263. Баллада («Перед воеводой молча он стоит…»)[274]

Перед воеводой молча он стоит;
Голову потупил, сумрачно глядит;
С плеч могучих сняли бархатный кафтан;
Кровь струится тихо из широких ран.
Скован по ногам он, скован по рукам:
Знать, ему не рыскать ночью по лесам!
Думает он думу, дышит тяжело:
Плохо!.. видно, время доброе прошло,
«Что, попался, парень? Долго ж ты гулял!
Долго мне в тенета волк не забегал!
Что же приумолк ты? Слышал я не раз —
Песенки ты мастер петь в веселый час;
Ты на лад сегодня вряд ли попадешь…
Завтра мы услышим, как ты запоешь».
Взговорил он мрачно: «Не услышишь, нет!
Завтра петь не буду — завтра мне не след;
Завтра умирать мне смертию лихой;
Сам ты запоешь, чай, с радости такой!
Мы певали песни, как из леса шли.
Как купцов с товаром мы в овраг вели…
Ты бы нас послушал — ладно пели мы;
Да недолго песней тешились купцы…
Да еще певал я — в домике твоем;
Запивал я песни — все твоим вином;
Заедал я чарку — хозяйскою едой;
Целовался сладко — да с твоей женой».
1841
вернуться

270

Музыка, предположительно, самого Н. П. Огарева. Мелодия использована в «Одиннадцатой симфонии» Шостаковича. Подверглась фольклорной обработке и была популярна еще до опубликования (до 1857) среди политзаключенных. Известны переработки на болгарском.

вернуться

271

Из цикла «Монологи», высоко ценимого Н. Г. Чернышевским.

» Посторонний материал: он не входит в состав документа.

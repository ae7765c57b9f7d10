// Copyright 2026 The sgml5ever Project Developers. See the
// COPYRIGHT file at the top-level directory of this distribution.
//
// Licensed under the Apache License, Version 2.0 <LICENSE-APACHE or
// http://www.apache.org/licenses/LICENSE-2.0> or the MIT license
// <LICENSE-MIT or http://opensource.org/licenses/MIT>, at your
// option. This file may not be copied, modified, or distributed
// except according to those terms.

//! Static seed data for default DTD instances.

/// The bootstrap element set every DTD starts from, in index order.
/// `#pcdata` must come first so character data gets index 0.
pub(crate) static BOOTSTRAP_ELEMENTS: &[&str] = &[
    "#pcdata", "html", "meta", "base", "isindex", "head", "body", "applet", "param", "p", "title",
    "style", "link", "script",
];

/// Named character entities of the core and Latin-1 set, as registered
/// into default DTD instances (all as GENERAL CDATA entities).
pub(crate) static NAMED_ENTITIES: phf::Map<&'static str, char> = phf::phf_map! {
    "quot" => '"',
    "amp" => '&',
    "lt" => '<',
    "gt" => '>',
    "nbsp" => '\u{a0}',
    "iexcl" => '\u{a1}',
    "cent" => '\u{a2}',
    "pound" => '\u{a3}',
    "curren" => '\u{a4}',
    "yen" => '\u{a5}',
    "brvbar" => '\u{a6}',
    "sect" => '\u{a7}',
    "uml" => '\u{a8}',
    "copy" => '\u{a9}',
    "ordf" => '\u{aa}',
    "laquo" => '\u{ab}',
    "not" => '\u{ac}',
    "shy" => '\u{ad}',
    "reg" => '\u{ae}',
    "macr" => '\u{af}',
    "deg" => '\u{b0}',
    "plusmn" => '\u{b1}',
    "sup2" => '\u{b2}',
    "sup3" => '\u{b3}',
    "acute" => '\u{b4}',
    "micro" => '\u{b5}',
    "para" => '\u{b6}',
    "middot" => '\u{b7}',
    "cedil" => '\u{b8}',
    "sup1" => '\u{b9}',
    "ordm" => '\u{ba}',
    "raquo" => '\u{bb}',
    "frac14" => '\u{bc}',
    "frac12" => '\u{bd}',
    "frac34" => '\u{be}',
    "iquest" => '\u{bf}',
    "Agrave" => '\u{c0}',
    "Aacute" => '\u{c1}',
    "Acirc" => '\u{c2}',
    "Atilde" => '\u{c3}',
    "Auml" => '\u{c4}',
    "Aring" => '\u{c5}',
    "AElig" => '\u{c6}',
    "Ccedil" => '\u{c7}',
    "Egrave" => '\u{c8}',
    "Eacute" => '\u{c9}',
    "Ecirc" => '\u{ca}',
    "Euml" => '\u{cb}',
    "Igrave" => '\u{cc}',
    "Iacute" => '\u{cd}',
    "Icirc" => '\u{ce}',
    "Iuml" => '\u{cf}',
    "ETH" => '\u{d0}',
    "Ntilde" => '\u{d1}',
    "Ograve" => '\u{d2}',
    "Oacute" => '\u{d3}',
    "Ocirc" => '\u{d4}',
    "Otilde" => '\u{d5}',
    "Ouml" => '\u{d6}',
    "times" => '\u{d7}',
    "Oslash" => '\u{d8}',
    "Ugrave" => '\u{d9}',
    "Uacute" => '\u{da}',
    "Ucirc" => '\u{db}',
    "Uuml" => '\u{dc}',
    "Yacute" => '\u{dd}',
    "THORN" => '\u{de}',
    "szlig" => '\u{df}',
    "agrave" => '\u{e0}',
    "aacute" => '\u{e1}',
    "acirc" => '\u{e2}',
    "atilde" => '\u{e3}',
    "auml" => '\u{e4}',
    "aring" => '\u{e5}',
    "aelig" => '\u{e6}',
    "ccedil" => '\u{e7}',
    "egrave" => '\u{e8}',
    "eacute" => '\u{e9}',
    "ecirc" => '\u{ea}',
    "euml" => '\u{eb}',
    "igrave" => '\u{ec}',
    "iacute" => '\u{ed}',
    "icirc" => '\u{ee}',
    "iuml" => '\u{ef}',
    "eth" => '\u{f0}',
    "ntilde" => '\u{f1}',
    "ograve" => '\u{f2}',
    "oacute" => '\u{f3}',
    "ocirc" => '\u{f4}',
    "otilde" => '\u{f5}',
    "ouml" => '\u{f6}',
    "divide" => '\u{f7}',
    "oslash" => '\u{f8}',
    "ugrave" => '\u{f9}',
    "uacute" => '\u{fa}',
    "ucirc" => '\u{fb}',
    "uuml" => '\u{fc}',
    "yacute" => '\u{fd}',
    "thorn" => '\u{fe}',
    "yuml" => '\u{ff}',
};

Первые восемь строк положил на музыку Глиэр.

вернуться

272

Прототипом является баллада И. В. Гёте «Лесной царь». Музыка Пасхалова.

вернуться

273

Музыка Рубинштейна, Галковского (дуэт), Симона (хор в опере «Песнь торжествующей любви», 1899), Кастальского (в опере «Клара Милич»).

вернуться

274

Прототипами являются «разбойничьи» песни и народные баллады. Музыка Оленина, Рубинштейна (1891). Наиболее популярен романс Рубинштейна, посвятившего его одному из лучших исполнителей этой вещи — Ф. Стравинскому. Исполнение Ф. Шаляпина считается непревзойденным.